Reform UK Leader Farage meanwhile met Musk at Trump's Mar-a-Lago resort in December and has talked up the prospect of receiving a donation from him. Reform — which has been at pains to distance itself from the far right as it takes on Labour and the Conservatives — declined to comment on Musk's latest statements Thursday.

 

Robinson was imprisoned last year after he admitted to breaching a court order relating to false claims about a Syrian schoolboy he had made in a documentary.

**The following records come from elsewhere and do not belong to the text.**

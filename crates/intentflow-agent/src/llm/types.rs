//! Wire types for the chat-completions endpoint.
//!
//! Requests are serialized exactly as the endpoint expects them; responses
//! are decoded tolerantly (unknown fields ignored, every field optional) so
//! that the client can tell a malformed envelope apart from a transport
//! failure.

use serde::{Deserialize, Serialize};
use serde_json::Value;

// ---------------------------------------------------------------------------
// Messages
// ---------------------------------------------------------------------------

/// The role of a participant in a conversation.
#[derive(Debug, Clone, Copy, PartialEq, Eq, Serialize, Deserialize)]
#[serde(rename_all = "lowercase")]
pub enum Role {
    /// Input from the human user.
    User,
}

/// A single chat message.
#[derive(Debug, Clone, PartialEq, Serialize, Deserialize)]
pub struct Message {
    pub role: Role,
    #[serde(default)]
    pub content: String,
}

impl Message {
    /// Create a user message.
    pub fn user(content: impl Into<String>) -> Self {
        Self {
            role: Role::User,
            content: content.into(),
        }
    }
}

// ---------------------------------------------------------------------------
// Chat request
// ---------------------------------------------------------------------------

/// Body of `POST {base_url}/chat/completions`.
#[derive(Debug, Clone, Serialize)]
pub struct ChatRequest {
    /// The model identifier (e.g. `"deepseek-chat"`).
    pub model: String,

    /// The conversation; this service always sends a single user turn.
    pub messages: Vec<Message>,

    /// Sampling temperature.
    pub temperature: f64,

    /// Maximum tokens the model may generate.
    pub max_tokens: u32,
}

// ---------------------------------------------------------------------------
// Chat response
// ---------------------------------------------------------------------------

/// Envelope returned by the chat-completions endpoint.
#[derive(Debug, Clone, Default, Deserialize)]
#[serde(default)]
pub struct ChatCompletion {
    pub id: Option<String>,
    pub object: Option<String>,
    pub created: Option<i64>,
    pub model: Option<String>,
    pub choices: Vec<Choice>,
    pub usage: Option<Usage>,
}

impl ChatCompletion {
    /// Text content of the first choice, if the envelope carries one.
    pub fn first_content(&self) -> Option<&str> {
        self.choices
            .first()
            .and_then(|c| c.message.as_ref())
            .and_then(|m| m.content.as_deref())
    }
}

/// One candidate completion.
#[derive(Debug, Clone, Default, Deserialize)]
#[serde(default)]
pub struct Choice {
    pub index: Option<u32>,
    pub message: Option<ChoiceMessage>,
    pub finish_reason: Option<String>,
}

/// The message inside a [`Choice`].  `content` may be null on the wire.
#[derive(Debug, Clone, Default, Deserialize)]
#[serde(default)]
pub struct ChoiceMessage {
    pub role: Option<String>,
    pub content: Option<String>,
}

// ---------------------------------------------------------------------------
// Usage tracking
// ---------------------------------------------------------------------------

/// Token usage information returned by the endpoint.
#[derive(Debug, Clone, Default, Deserialize)]
#[serde(default)]
pub struct Usage {
    pub prompt_tokens: Option<u32>,
    pub completion_tokens: Option<u32>,
    pub total_tokens: Option<u32>,
    pub prompt_tokens_details: Option<Value>,
    pub prompt_cache_hit_tokens: Option<u32>,
    pub prompt_cache_miss_tokens: Option<u32>,
}
//! Shared application state for the web server.
//!
//! [`AppState`] is wrapped in an `Arc` and shared across all request
//! handlers.  Nothing in it is mutated after startup; each request builds and
//! owns its own verdicts and plans.

use std::sync::Arc;

use chrono::{DateTime, Utc};
use intentflow_intent::Pipeline;

/// Shared state accessible from every Axum handler.
#[derive(Clone)]
pub struct AppState {
    /// The classify-then-decompose pipeline.
    pub pipeline: Arc<Pipeline>,

    /// Whether the completion gateway holds a usable credential.
    pub gateway_configured: bool,

    /// When the server state was built.
    pub started_at: DateTime<Utc>,
}

impl AppState {
    pub fn new(pipeline: Arc<Pipeline>, gateway_configured: bool) -> Self {
        Self {
            pipeline,
            gateway_configured,
            started_at: Utc::now(),
        }
    }
}
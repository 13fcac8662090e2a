//! Agent error types.
//!
//! All agent subsystems surface errors through [`AgentError`].  Each variant
//! carries enough context for callers to decide how to handle the failure.

/// Unified error type for the agent crate.
#[derive(Debug, thiserror::Error)]
pub enum AgentError {
    // -- Completion gateway errors -------------------------------------------
    /// The gateway credential is missing, blank, or a placeholder.  Raised
    /// before any network call is attempted.
    #[error("completion endpoint unavailable: {reason}")]
    UpstreamUnavailable { reason: String },

    /// The HTTP request failed in transport or returned a non-success status.
    #[error("completion request failed: {reason}")]
    UpstreamError { reason: String },

    /// The endpoint answered with a success status but the envelope carried no
    /// usable choice.
    #[error("completion response malformed: {reason}")]
    UpstreamMalformed { reason: String },

    // -- Configuration errors -----------------------------------------------
    /// Configuration loading or validation failed.
    #[error("config error: {reason}")]
    ConfigError { reason: String },
}

/// Convenience alias used throughout the agent crate.
pub type Result<T> = std::result::Result<T, AgentError>;

impl From<reqwest::Error> for AgentError {
    fn from(err: reqwest::Error) -> Self {
        Self::UpstreamError {
            reason: err.to_string(),
        }
    }
}

impl AgentError {
    /// Whether this error originated at the completion gateway boundary.
    pub fn is_upstream(&self) -> bool {
        matches!(
            self,
            Self::UpstreamUnavailable { .. }
                | Self::UpstreamError { .. }
                | Self::UpstreamMalformed { .. }
        )
    }
}
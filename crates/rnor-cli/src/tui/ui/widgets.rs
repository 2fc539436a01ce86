use ratatui::prelude::*;
use rnor_core::Residency;

use crate::tui::themes::Theme;

/// ` NRI ` on the status color.
pub fn status_badge(status: Residency, theme: &Theme) -> Span<'static> {
    Span::styled(
        format!(" {:^4} ", status.display_label()),
        Style::default()
            .fg(Color::Rgb(26, 30, 41))
            .bg(theme.status_color(status))
            .add_modifier(Modifier::BOLD),
    )
}

pub fn field_border(focused: bool, has_error: bool, theme: &Theme) -> Style {
    if has_error {
        Style::default().fg(theme.error)
    } else if focused {
        Style::default().fg(theme.accent)
    } else {
        Style::default().fg(theme.border)
    }
}

/// Keeps the tail of `text` visible when it is wider than `width`.
pub fn tail_fit(text: &str, width: usize) -> String {
    let count = text.chars().count();
    if count <= width {
        text.to_string()
    } else {
        text.chars().skip(count - width).collect()
    }
}

#[cfg(test)]
mod tests {
    use super::*;

    #[test]
    fn test_tail_fit() {
        assert_eq!(tail_fit("05/04/2021", 20), "05/04/2021");
        assert_eq!(tail_fit("05/04/2021", 4), "2021");
        assert_eq!(tail_fit("", 0), "");
    }
}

Musk on Thursday approvingly shared the documentary to his hundreds of millions of followers on X.

 

A second Labour MP, granted anonymity to speak candidly, called Musk's language "dangerous," warning that "at a time when communities need to come and work together, we have someone with a lot of influence sowing divisions and spreading hate."

 

A third Labour MP said it was "so sad people fall for this manipulative rhetoric."

 

A fourth sought to praise Musk, while drawing a red line over his backing of Robinson, saying: “I don’t think Tommy Robinson has anything to say about government efficiency, or anything that reckons with the condition of working people."

 

They added: "There is something remarkable about Elon Musk’s startup spirit. Backing Tommy Robinson is a perversion of it.”

 

Danny Chambers, an MP for the centrist Liberal Democrats and the party's spokesperson on mental health, said it was "really concerning that a billionaire with his own social media platform is supporting a far-right activist."

 

"Musk has the financial resources and the social media reach to influence the news agenda and the narrative, and so his support for Tommy Robinson could be hugely damaging to our political discourse," Chambers added.

 

Musk's intervention has also reignited discussion of whether the U.K. government should tighten campaign finance laws to prevent the world's richest man from flooding politics with cash before the next election.

 

As a U.S. citizen from South Africa, Musk would not be allowed to make direct donations of more than £500 to U.K. political parties. But election finance experts have argued that he could set up a new U.K. registered company or an unincorporated association to sidestep the rules.

 

Creasy said: "The money and organization that extremists now have access to to spread their poison across the world is a threat that can't be ignored or sidelined.

 

"It’s time not just to enforce and reform campaign finance laws but also to call to account all those who indulge them, encourage them and avoid standing up to them."

 

Starmer steers clear

While Labour MPs were quick to slam Musk's intervention, Prime Minister Keir Starmer kept out of it.

 

Unlike in Germany, where Chancellor Olaf Scholz directly hit back at Musk's boosting of the far-right AfD, No. 10 Downing Street steered clear of the row Thursday.

 

In Musk’s latest attack on Labour Thursday, he claimed that the party had failed to initiate an inquiry into historic child abuse in the northern English town of Oldham only because “it will show that those in power were complicit in the cover-up.”

 

He also implied that Starmer — who launched extensive reforms to how the Crown Prosecution Service handles child sex abuse cases — did not do enough to prosecute child grooming gangs when he ran the organization between 2008 and 2013.

 

In a sign of Musk’s growing influence, the opposition Conservatives — voted out of office in July after 14 years in government — spent Thursday echoing his demand for a focus on tackling “rape gangs” in the U.K. with a dedicated public inquiry.

 

An inquiry into the handling of child sexual abuse in the U.K. already wrapped up in 2022, but the Tories now argue it did not go far enough and have demanded the release of ethnicity data on perpetrators.

 

Matt Honeycombe-Foster contributed to this report.